▶ Exercise brief
Return the following entries exactly, word for word.

***** Input data

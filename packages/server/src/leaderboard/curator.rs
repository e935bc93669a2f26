use std::collections::HashSet;

use chrono::{DateTime, Utc};
use common::scoring::{CuratorList, rank_curators, score_curator};
use sea_orm::{ColumnTrait, DatabaseConnection, EntityTrait, QueryFilter, Set, TransactionTrait};
use tracing::{error, info, instrument};

use super::{CurationList, JobReport, insert_batched, live_contests, load_curation_lists};
use crate::config::LeaderboardConfig;
use crate::entity::{contest, top_curator};

/// Recompute the Top Curators snapshot of every live contest.
#[instrument(skip(db, config))]
pub async fn run_top_curator_job(
    db: &DatabaseConnection,
    now: DateTime<Utc>,
    config: &LeaderboardConfig,
) -> anyhow::Result<JobReport> {
    let contests = live_contests(db, now).await?;
    let mut report = JobReport {
        contests: contests.len(),
        ..Default::default()
    };

    for contest in &contests {
        let outcome = refresh_contest(db, contest, now, config).await;
        if let Err(e) = &outcome {
            error!(contest_id = contest.id, error = %e, "Top curator refresh failed");
        }
        report.record(&outcome);
    }

    info!(
        contests = report.contests,
        succeeded = report.succeeded,
        failed = report.failed,
        rows = report.rows,
        "Top curator job finished"
    );
    Ok(report)
}

/// Split lists into the celebrity pick pool and the scoreable audience lists.
///
/// Audience lists whose owner has no profile are dropped: a snapshot row
/// must point at a profile.
fn partition(lists: Vec<CurationList>) -> (HashSet<i32>, Vec<CuratorList>) {
    let mut pool = HashSet::new();
    let mut audience = Vec::new();
    for list in lists {
        if list.is_celeb() {
            pool.extend(list.movies);
        } else if let Some((profile_id, _)) = list.profile {
            audience.push(CuratorList {
                profile_id,
                movies: list.movies,
                likes: list.likes,
            });
        }
    }
    (pool, audience)
}

async fn refresh_contest(
    db: &DatabaseConnection,
    contest: &contest::Model,
    now: DateTime<Utc>,
    config: &LeaderboardConfig,
) -> anyhow::Result<usize> {
    let (pool, audience) = partition(load_curation_lists(db, contest.id).await?);
    let ranked = rank_curators(audience.iter().map(|l| score_curator(l, &pool)).collect());

    let rows: Vec<top_curator::ActiveModel> = ranked
        .iter()
        .map(|r| top_curator::ActiveModel {
            profile_id: Set(r.entry.profile_id),
            contest_id: Set(contest.id),
            pos: Set(r.pos),
            score: Set(r.entry.score),
            match_percent: Set(r.entry.match_percent),
            likes_on_recommend: Set(i32::try_from(r.entry.likes).unwrap_or(i32::MAX)),
            recommend_count: Set(i32::try_from(r.entry.recommend_count).unwrap_or(i32::MAX)),
            created_at: Set(now),
            ..Default::default()
        })
        .collect();
    let inserted = rows.len();

    let txn = db.begin().await?;
    let deleted = top_curator::Entity::delete_many()
        .filter(top_curator::Column::ContestId.eq(contest.id))
        .exec(&txn)
        .await?;
    insert_batched(&txn, rows, config.insert_batch_size).await?;
    txn.commit().await?;

    info!(
        contest_id = contest.id,
        celeb_pool = pool.len(),
        deleted = deleted.rows_affected,
        inserted,
        "Replaced top curator snapshot"
    );
    Ok(inserted)
}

**********

▶ Expected answer
filename packages/server/src/leaderboard/curator.rs
repository e935bc93669a2f26
use std::collections::HashSet;

use chrono::{DateTime, Utc};
use common::scoring::{CuratorList, rank_curators, score_curator};
use sea_orm::{ColumnTrait, DatabaseConnection, EntityTrait, QueryFilter, Set, TransactionTrait};
use tracing::{error, info, instrument};

use super::{CurationList, JobReport, insert_batched, live_contests, load_curation_lists};
use crate::config::LeaderboardConfig;
use crate::entity::{contest, top_curator};

/// Recompute the Top Curators snapshot of every live contest.
#[instrument(skip(db, config))]
pub async fn run_top_curator_job(
    db: &DatabaseConnection,
    now: DateTime<Utc>,
    config: &LeaderboardConfig,
) -> anyhow::Result<JobReport> {
    let contests = live_contests(db, now).await?;
    let mut report = JobReport {
        contests: contests.len(),
        ..Default::default()
    };

    for contest in &contests {
        let outcome = refresh_contest(db, contest, now, config).await;
        if let Err(e) = &outcome {
            error!(contest_id = contest.id, error = %e, "Top curator refresh failed");
        }
        report.record(&outcome);
    }

    info!(
        contests = report.contests,
        succeeded = report.succeeded,
        failed = report.failed,
        rows = report.rows,
        "Top curator job finished"
    );
    Ok(report)
}

/// Split lists into the celebrity pick pool and the scoreable audience lists.
///
/// Audience lists whose owner has no profile are dropped: a snapshot row
/// must point at a profile.
fn partition(lists: Vec<CurationList>) -> (HashSet<i32>, Vec<CuratorList>) {
    let mut pool = HashSet::new();
    let mut audience = Vec::new();
    for list in lists {
        if list.is_celeb() {
            pool.extend(list.movies);
        } else if let Some((profile_id, _)) = list.profile {
            audience.push(CuratorList {
                profile_id,
                movies: list.movies,
                likes: list.likes,
            });
        }
    }
    (pool, audience)
}

async fn refresh_contest(
    db: &DatabaseConnection,
    contest: &contest::Model,
    now: DateTime<Utc>,
    config: &LeaderboardConfig,
) -> anyhow::Result<usize> {
    let (pool, audience) = partition(load_curation_lists(db, contest.id).await?);
    let ranked = rank_curators(audience.iter().map(|l| score_curator(l, &pool)).collect());

    let rows: Vec<top_curator::ActiveModel> = ranked
        .iter()
        .map(|r| top_curator::ActiveModel {
            profile_id: Set(r.entry.profile_id),
            contest_id: Set(contest.id),
            pos: Set(r.pos),
            score: Set(r.entry.score),
            match_percent: Set(r.entry.match_percent),
            likes_on_recommend: Set(i32::try_from(r.entry.likes).unwrap_or(i32::MAX)),
            recommend_count: Set(i32::try_from(r.entry.recommend_count).unwrap_or(i32::MAX)),
            created_at: Set(now),
            ..Default::default()
        })
        .collect();
    let inserted = rows.len();

    let txn = db.begin().await?;
    let deleted = top_curator::Entity::delete_many()
        .filter(top_curator::Column::ContestId.eq(contest.id))
        .exec(&txn)
        .await?;
    insert_batched(&txn, rows, config.insert_batch_size).await?;
    txn.commit().await?;

    info!(
        contest_id = contest.id,
        celeb_pool = pool.len(),
        deleted = deleted.rows_affected,
        inserted,
        "Replaced top curator snapshot"
    );
    Ok(inserted)
}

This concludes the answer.